#### [Supplied material]
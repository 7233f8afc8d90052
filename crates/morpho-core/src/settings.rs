//! Global settings loaded from TOML.
//!
//! - `init_custom(toml_content)` sets a custom TOML before first `settings()` call
//! - `settings()` returns `&'static Settings` (lazy-init singleton)
//! - Default values are embedded via `include_str!("default_settings.toml")`

use std::sync::OnceLock;

use serde::Deserialize;

pub const DEFAULT_SETTINGS_TOML: &str = include_str!("default_settings.toml");

static CUSTOM_TOML: OnceLock<String> = OnceLock::new();

/// Set custom TOML before first `settings()` call.
pub fn init_custom(toml_content: String) -> Result<(), SettingsError> {
    parse_settings_toml(&toml_content)?;
    CUSTOM_TOML
        .set(toml_content)
        .map_err(|_| SettingsError::AlreadyInitialized)
}

/// Get or initialize the global settings singleton.
pub fn settings() -> &'static Settings {
    static INSTANCE: OnceLock<Settings> = OnceLock::new();
    INSTANCE.get_or_init(|| {
        let toml_str = CUSTOM_TOML
            .get()
            .map(|s| s.as_str())
            .unwrap_or(DEFAULT_SETTINGS_TOML);
        parse_settings_toml(toml_str).expect("settings TOML must be valid")
    })
}

/// Returns the embedded default settings TOML content.
pub fn default_toml() -> &'static str {
    DEFAULT_SETTINGS_TOML
}

#[derive(Debug, thiserror::Error)]
pub enum SettingsError {
    #[error("TOML parse error: {0}")]
    Parse(String),
    #[error("invalid value for {field}: {reason}")]
    InvalidValue { field: String, reason: String },
    #[error("settings already initialized")]
    AlreadyInitialized,
}

#[derive(Debug, Clone, Deserialize)]
pub struct Settings {
    pub builder: BuilderSettings,
    pub nbest: NBestSettings,
    pub marginal: MarginalSettings,
    pub unknown: UnknownSettings,
}

#[derive(Debug, Clone, Deserialize)]
pub struct BuilderSettings {
    pub greedy_threshold: usize,
}

#[derive(Debug, Clone, Deserialize)]
pub struct NBestSettings {
    pub default_n: usize,
}

#[derive(Debug, Clone, Deserialize)]
pub struct MarginalSettings {
    pub theta: f64,
}

/// Unknown-word definition for one character category.
#[derive(Debug, Clone, Deserialize)]
pub struct CategoryDef {
    pub invoke: bool,
    pub group: bool,
    pub length: usize,
    pub left_id: u16,
    pub right_id: u16,
    pub cost: i16,
    pub feature: String,
}

#[derive(Debug, Clone, Deserialize)]
#[serde(rename_all = "UPPERCASE")]
pub struct UnknownSettings {
    pub default: CategoryDef,
    pub space: CategoryDef,
    pub hiragana: CategoryDef,
    pub katakana: CategoryDef,
    pub kanji: CategoryDef,
    pub alpha: CategoryDef,
    pub numeric: CategoryDef,
    pub symbol: CategoryDef,
}

impl UnknownSettings {
    fn iter(&self) -> impl Iterator<Item = (&'static str, &CategoryDef)> {
        [
            ("DEFAULT", &self.default),
            ("SPACE", &self.space),
            ("HIRAGANA", &self.hiragana),
            ("KATAKANA", &self.katakana),
            ("KANJI", &self.kanji),
            ("ALPHA", &self.alpha),
            ("NUMERIC", &self.numeric),
            ("SYMBOL", &self.symbol),
        ]
        .into_iter()
    }
}

pub fn parse_settings_toml(toml_str: &str) -> Result<Settings, SettingsError> {
    let s: Settings = toml::from_str(toml_str).map_err(|e| SettingsError::Parse(e.to_string()))?;
    validate(&s)?;
    Ok(s)
}

fn validate(s: &Settings) -> Result<(), SettingsError> {
    if s.nbest.default_n == 0 {
        return Err(SettingsError::InvalidValue {
            field: "nbest.default_n".to_string(),
            reason: "must be positive".to_string(),
        });
    }
    if !(s.marginal.theta > 0.0 && s.marginal.theta.is_finite()) {
        return Err(SettingsError::InvalidValue {
            field: "marginal.theta".to_string(),
            reason: "must be a positive finite number".to_string(),
        });
    }
    for (name, def) in s.unknown.iter() {
        if def.cost < 0 {
            return Err(SettingsError::InvalidValue {
                field: format!("unknown.{name}.cost"),
                reason: "must be non-negative".to_string(),
            });
        }
    }
    Ok(())
}
use std::path::Path;
use std::process;
use std::sync::Arc;

use serde::Serialize;
use unicode_width::UnicodeWidthStr;

use morpho_core::analyzer::{
    AnalysisError, AnalyzeOptions, Analyzer, Lattice, MorphCandidate, Morpheme, Segmentation,
};
use morpho_core::dict::{ConnectionMatrix, TrieDictionary};
use morpho_core::settings::settings;

macro_rules! die {
    ($result:expr, $($arg:tt)*) => {
        $result.unwrap_or_else(|e| {
            eprintln!($($arg)*, e);
            process::exit(1);
        })
    };
}

/// Output switches for `analyze`.
#[derive(Debug, Clone, Copy, Default)]
pub struct AnalyzeFlags {
    pub json: bool,
    pub all_morphs: bool,
    pub marginal: bool,
}

#[derive(Debug, Serialize)]
struct AnalyzeReport<'a> {
    text: &'a str,
    best_cost: Option<i64>,
    morphemes: Vec<Morpheme>,
    #[serde(skip_serializing_if = "Option::is_none")]
    all_morphs: Option<Vec<MorphCandidate>>,
}

#[derive(Debug, Serialize)]
struct NBestReport<'a> {
    text: &'a str,
    paths: Vec<Segmentation>,
}

pub fn open_analyzer(dict_file: &str, conn_file: &str) -> Analyzer {
    let dict = die!(
        TrieDictionary::open_csv(Path::new(dict_file)),
        "Error opening dictionary: {}"
    );
    let conn = die!(
        ConnectionMatrix::open_text(Path::new(conn_file)),
        "Error opening connection matrix: {}"
    );
    Analyzer::new(Arc::new(dict), Arc::new(conn))
}

pub fn analyze_cmd(dict_file: &str, conn_file: &str, text: &str, flags: AnalyzeFlags) {
    let analyzer = open_analyzer(dict_file, conn_file);
    let out = die!(render_analyze(&analyzer, text, flags), "Error: {}");
    print!("{out}");
}

pub fn nbest_cmd(dict_file: &str, conn_file: &str, text: &str, n: Option<usize>, json: bool) {
    let analyzer = open_analyzer(dict_file, conn_file);
    let n = n.unwrap_or(settings().nbest.default_n);
    let out = die!(render_nbest(&analyzer, text, n, json), "Error: {}");
    print!("{out}");
}

/// Analyse `text` and format the result as a table or JSON.
pub fn render_analyze(
    analyzer: &Analyzer,
    text: &str,
    flags: AnalyzeFlags,
) -> Result<String, AnalysisError> {
    let mut lattice = Lattice::new();
    let options = AnalyzeOptions {
        nbest: false,
        all_morphs: flags.all_morphs,
        marginal: flags.marginal,
    };
    analyzer.analyze(&mut lattice, text, options)?;
    let morphemes = analyzer.best_morphemes(&lattice)?;
    let all_morphs = if flags.all_morphs {
        Some(analyzer.all_morphs(&lattice)?)
    } else {
        None
    };

    if flags.json {
        let report = AnalyzeReport {
            text,
            best_cost: lattice.best_cost(),
            morphemes,
            all_morphs,
        };
        return Ok(to_json(&report));
    }

    let mut out = format_morphemes(&morphemes);
    out.push_str("EOS\n");
    if let Some(candidates) = all_morphs {
        out.push('\n');
        out.push_str(&format_candidates(&candidates));
    }
    Ok(out)
}

/// Enumerate up to `n` segmentations and format them.
pub fn render_nbest(
    analyzer: &Analyzer,
    text: &str,
    n: usize,
    json: bool,
) -> Result<String, AnalysisError> {
    let paths = analyzer.parse_nbest(text, n)?;
    if json {
        return Ok(to_json(&NBestReport { text, paths }));
    }
    let mut out = String::new();
    for (i, seg) in paths.iter().enumerate() {
        let surfaces: Vec<&str> = seg.morphemes.iter().map(|m| m.surface.as_str()).collect();
        out.push_str(&format!("#{:>2}: {}  ({})\n", i + 1, surfaces.join(" | "), seg.cost));
    }
    Ok(out)
}

/// One line per morpheme: surface, feature, costs and probability.
pub fn format_morphemes(morphemes: &[Morpheme]) -> String {
    let width = morphemes
        .iter()
        .map(|m| m.surface.width())
        .max()
        .unwrap_or(0);
    let mut out = String::new();
    for m in morphemes {
        out.push_str(&pad(&m.surface, width));
        out.push('\t');
        out.push_str(&m.feature);
        out.push_str(&format!("\t{}\t{}", m.word_cost, m.total_cost));
        if let Some(p) = m.prob {
            out.push_str(&format!("\t{p:.4}"));
        }
        out.push('\n');
    }
    out
}

/// All-morphs listing; best-path nodes are marked with `*`.
pub fn format_candidates(candidates: &[MorphCandidate]) -> String {
    let width = candidates
        .iter()
        .map(|c| c.morpheme.surface.width())
        .max()
        .unwrap_or(0);
    let mut out = String::new();
    for c in candidates {
        let m = &c.morpheme;
        let mark = if c.on_best_path { '*' } else { ' ' };
        out.push_str(&format!(
            "{mark} {:>3}+{:<2} {}\t{}\t{}\n",
            m.begin,
            m.len,
            pad(&m.surface, width),
            c.best_cost_through,
            m.feature
        ));
    }
    out
}

/// Pad to `width` terminal columns (full-width chars count as two).
fn pad(s: &str, width: usize) -> String {
    let fill = width.saturating_sub(s.width());
    format!("{s}{}", " ".repeat(fill))
}

fn to_json<T: Serialize>(value: &T) -> String {
    let mut s = die!(serde_json::to_string_pretty(value), "JSON serialization failed: {}");
    s.push('\n');
    s
}

#[cfg(test)]
mod tests {
    use super::*;

    const DICT_CSV: &str = "\
すもも,1,1,3000,名詞,一般
もも,1,1,3000,名詞,一般
も,2,2,2000,助詞,係助詞
の,3,3,1500,助詞,連体化
うち,1,1,3500,名詞,非自立
";

    const MATRIX: &str = "\
4 4
0 1 0
1 0 0
1 1 1500
1 2 -500
2 1 -500
2 2 2000
1 3 -500
3 1 -500
2 0 1500
3 0 2000
";

    fn analyzer() -> Analyzer {
        let dict = TrieDictionary::from_csv(DICT_CSV).unwrap();
        let conn = ConnectionMatrix::from_text(MATRIX).unwrap();
        Analyzer::new(Arc::new(dict), Arc::new(conn))
    }

    #[test]
    fn test_pad_counts_columns() {
        assert_eq!(pad("もも", 6), "もも  ");
        assert_eq!(pad("ab", 4), "ab  ");
        assert_eq!(pad("すもも", 4), "すもも");
    }

    #[test]
    fn test_render_analyze_table() {
        let out = render_analyze(&analyzer(), "すもももももものうち", AnalyzeFlags::default()).unwrap();
        let lines: Vec<&str> = out.lines().collect();
        assert_eq!(lines.len(), 8);
        assert!(lines[0].starts_with("すもも\t名詞,一般\t3000"));
        assert!(lines[1].starts_with("も    \t助詞,係助詞"));
        assert_eq!(lines[7], "EOS");
    }

    #[test]
    fn test_render_analyze_json() {
        let flags = AnalyzeFlags {
            json: true,
            all_morphs: true,
            marginal: true,
        };
        let out = render_analyze(&analyzer(), "ももの", flags).unwrap();
        let v: serde_json::Value = serde_json::from_str(&out).unwrap();
        assert_eq!(v["text"], "ももの");
        let morphemes = v["morphemes"].as_array().unwrap();
        assert_eq!(morphemes.len(), 2);
        assert_eq!(morphemes[0]["surface"], "もも");
        assert_eq!(morphemes[0]["kind"], "Normal");
        assert!(morphemes[0]["prob"].as_f64().unwrap() > 0.0);
        let all = v["all_morphs"].as_array().unwrap();
        assert!(all.len() >= 3);
        assert!(all.iter().any(|c| c["on_best_path"] == true));
        assert!(all[0]["best_cost_through"].is_i64());
    }

    #[test]
    fn test_render_analyze_without_prob_omits_field() {
        let flags = AnalyzeFlags {
            json: true,
            ..Default::default()
        };
        let out = render_analyze(&analyzer(), "もも", flags).unwrap();
        let v: serde_json::Value = serde_json::from_str(&out).unwrap();
        assert!(v["morphemes"][0].get("prob").is_none());
        assert!(v.get("all_morphs").is_none());
    }

    #[test]
    fn test_render_nbest() {
        let out = render_nbest(&analyzer(), "もも", 3, false).unwrap();
        let lines: Vec<&str> = out.lines().collect();
        assert_eq!(lines.len(), 3);
        assert!(lines[0].starts_with("# 1: もも  ("));
    }

    #[test]
    fn test_render_nbest_json() {
        let out = render_nbest(&analyzer(), "もも", 2, true).unwrap();
        let v: serde_json::Value = serde_json::from_str(&out).unwrap();
        let paths = v["paths"].as_array().unwrap();
        assert_eq!(paths.len(), 2);
        assert!(paths[0]["cost"].as_i64().unwrap() <= paths[1]["cost"].as_i64().unwrap());
    }

    #[test]
    fn test_render_empty_input() {
        let err = render_analyze(&analyzer(), "", AnalyzeFlags::default()).unwrap_err();
        assert_eq!(err, AnalysisError::InvalidInput);
    }

    #[test]
    fn test_open_from_files() {
        let dir = tempfile::tempdir().unwrap();
        let dict_path = dir.path().join("dict.csv");
        let conn_path = dir.path().join("matrix.def");
        std::fs::write(&dict_path, DICT_CSV).unwrap();
        std::fs::write(&conn_path, MATRIX).unwrap();
        let analyzer = open_analyzer(dict_path.to_str().unwrap(), conn_path.to_str().unwrap());
        assert_eq!(analyzer.wakati("ももの").unwrap(), vec!["もも", "の"]);
    }
}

#### [Exercise]
Every line of the data above that contains the word "NBestReport" should be counted; please give the total alone.

#### [Expected answer]
2